Growing the value of investments over a period of time is a common investment objective. Without solid growth the future income producing potential of your assets will be limited.

In this article we look at what growth investing is all about and what investments to consider when you are aiming to grow the value of your assets.

Previously we examined investing for income and the importance of moving beyond term deposits.  For most investors, investing for income is not the primary focus until they leave the workforce. During the intervening years, growing assets is the main objective, for without growth, future income will always be limited. In this article we examine how to invest for growth, the pros and cons and the types of securities that offer growth potential.

Just what is growth investing?
In general, investing for growth means putting money into stocks. That can take the form of directly buying shares, instalments and managed investments. It might also include an ETF (exchange traded fund) listed overseas but accessible to local investors via their Australian broker.  An example might be an ETF that invests in biotech stocks or another that invests in a particular geographic region that could be poised for rapid growth – China, India, Eastern Europe etc.  It also means allocating part of a portfolio to fixed-income investments, such as bonds and interest rates securities, which may provide a stronger return than stocks in some periods.

Investing for growth requires you to understand there is risk of losing your money. These assets are not usually capital protected although risk can be mitigated through diversification and hedging. The stocks themselves range from large capitalisation to the smallest companies, from unproven companies without profit but full of promise to companies who pay dividends and grow at a slower rate. It might be the case that either the technology or the market or both is uncertain – who could forget the tech boom and bust? 

What makes companies grow diagramWhat do growth-style managers look for?

A growth-style manager is one that favours investments that will show strong capital growth over producing an income.  Generally, growth-style managers look for companies with above-average earnings growth and profits, which they believe will be even more valuable tomorrow. Because these companies tend to grow earnings at a fast pace, they typically will have higher prices relative to earnings (P/E ratio).  

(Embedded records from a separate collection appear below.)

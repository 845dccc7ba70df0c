//! Serializable overview of a parsed model
//!
//! Used by tools that report what a file contains without walking the vertex
//! data themselves.

use serde::Serialize;

use super::obj_loader::{LoadStats, ObjModel};
use super::vertex_set::{VertexBuffer, VertexSet};

/// Counts and layout of a loaded model
#[derive(Debug, Clone, PartialEq, Serialize)]
pub struct ModelSummary {
    /// Directory used for relative references
    pub base_path: String,
    /// Material names in sorted order
    pub materials: Vec<String>,
    /// Objects in name order
    pub objects: Vec<ObjectSummary>,
    /// Line counters of the load
    pub stats: LoadStats,
}

/// One object of a model
#[derive(Debug, Clone, PartialEq, Eq, Serialize)]
pub struct ObjectSummary {
    /// Object name, empty for faces before any `o` line
    pub name: String,
    /// Vertex buffers in creation order
    pub buffers: Vec<BufferSummary>,
    /// Face ranges by group and material
    pub ranges: Vec<RangeSummary>,
}

/// One vertex buffer of an object
#[derive(Debug, Clone, Copy, PartialEq, Eq, Serialize)]
pub struct BufferSummary {
    /// Unique vertices
    pub vertices: usize,
    /// Draw-order indices
    pub indices: usize,
    /// Whether texture coordinates are present
    pub has_texture: bool,
    /// Whether normals are present
    pub has_normal: bool,
}

/// One face range of an object
#[derive(Debug, Clone, PartialEq, Eq, Serialize)]
pub struct RangeSummary {
    /// Group name
    pub group: String,
    /// Material name
    pub material: String,
    /// Buffer the range indexes into
    pub buffer_index: usize,
    /// First index entry
    pub start_index: usize,
    /// Number of index entries
    pub length: usize,
}

impl From<&VertexBuffer> for BufferSummary {
    fn from(buffer: &VertexBuffer) -> Self {
        Self {
            vertices: buffer.len(),
            indices: buffer.indices.len(),
            has_texture: buffer.has_texture(),
            has_normal: buffer.has_normal(),
        }
    }
}

impl ObjectSummary {
    fn new(name: &str, set: &VertexSet) -> Self {
        Self {
            name: name.to_string(),
            buffers: set.buffers.iter().map(BufferSummary::from).collect(),
            ranges: set
                .iter_ranges()
                .map(|(group, material, range)| RangeSummary {
                    group: group.to_string(),
                    material: material.to_string(),
                    buffer_index: range.buffer_index,
                    start_index: range.start_index,
                    length: range.length,
                })
                .collect(),
        }
    }
}

impl ObjModel {
    /// Summarize the loaded objects and materials
    pub fn summary(&self) -> ModelSummary {
        ModelSummary {
            base_path: self.base_path.display().to_string(),
            materials: self.materials.names().map(str::to_string).collect(),
            objects: self
                .objects
                .iter()
                .map(|(name, set)| ObjectSummary::new(name, set))
                .collect(),
            stats: self.stats,
        }
    }
}
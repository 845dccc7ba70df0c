//! Asset loading system
//!
//! Wavefront OBJ models and the MTL material libraries they reference.

pub mod obj_loader;
pub mod vertex_set;
pub mod materials;
pub mod numeric;
pub mod summary;

pub use obj_loader::{AttributeKind, LoadStats, ObjError, ObjLoader, ObjModel};
pub use vertex_set::{Capabilities, IndexRange, VertexAttributes, VertexBuffer, VertexSet};
pub use materials::{Material, MaterialLibrary, MaterialLoader, MaterialTexturePaths};
pub use summary::{BufferSummary, ModelSummary, ObjectSummary, RangeSummary};

#[cfg(test)]
mod tests;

Growth managers also look for companies that are well positioned to capitalise on long-term
growth trends that may drive earnings even higher. 

Finding growth stocks
Check with your broker at their website. Most nowadays have Model Portfolios covering Large Capitalisation, Small Capitalisation, Growth, Income and Value styles. These can be an excellent starting point however depending on your situation will not necessarily be a “perfect fit”. 

One such model growth portfolio states its strategy is to select stocks whose businesses are likely to demonstrate strong growth characteristics based on bottom up analysis of the key variables that impact the price of growth companies, namely earnings growth, Price-Earnings-Growth (PEG), sales growth, industry growth, market dynamics, quality of products and services, and quality and historical performance of management. It then cautions that growth portfolios are suitable for investors with a high-risk profile seeking strong capital growth over the longer term and a low level of income. Investors should expect volatility in returns over time whilst dividends should be partially franked. So growth investing should be a long-term proposition - 5 years as a minimum to truly allow growth to take place and ride out market dips in valuations. 
                                                                                                        
Other vehicles for direct share investing
Listed managed investments are an alternative for investors that want exposure to a portfolio of growth assets but don’t have the time or perhaps the interest in buying and monitoring a portfolio of individual shares. LMIs are like managed funds, except they are listed on ASX so you can buy and sell LMIs just like shares and that includes in a Self Managed Super Fund.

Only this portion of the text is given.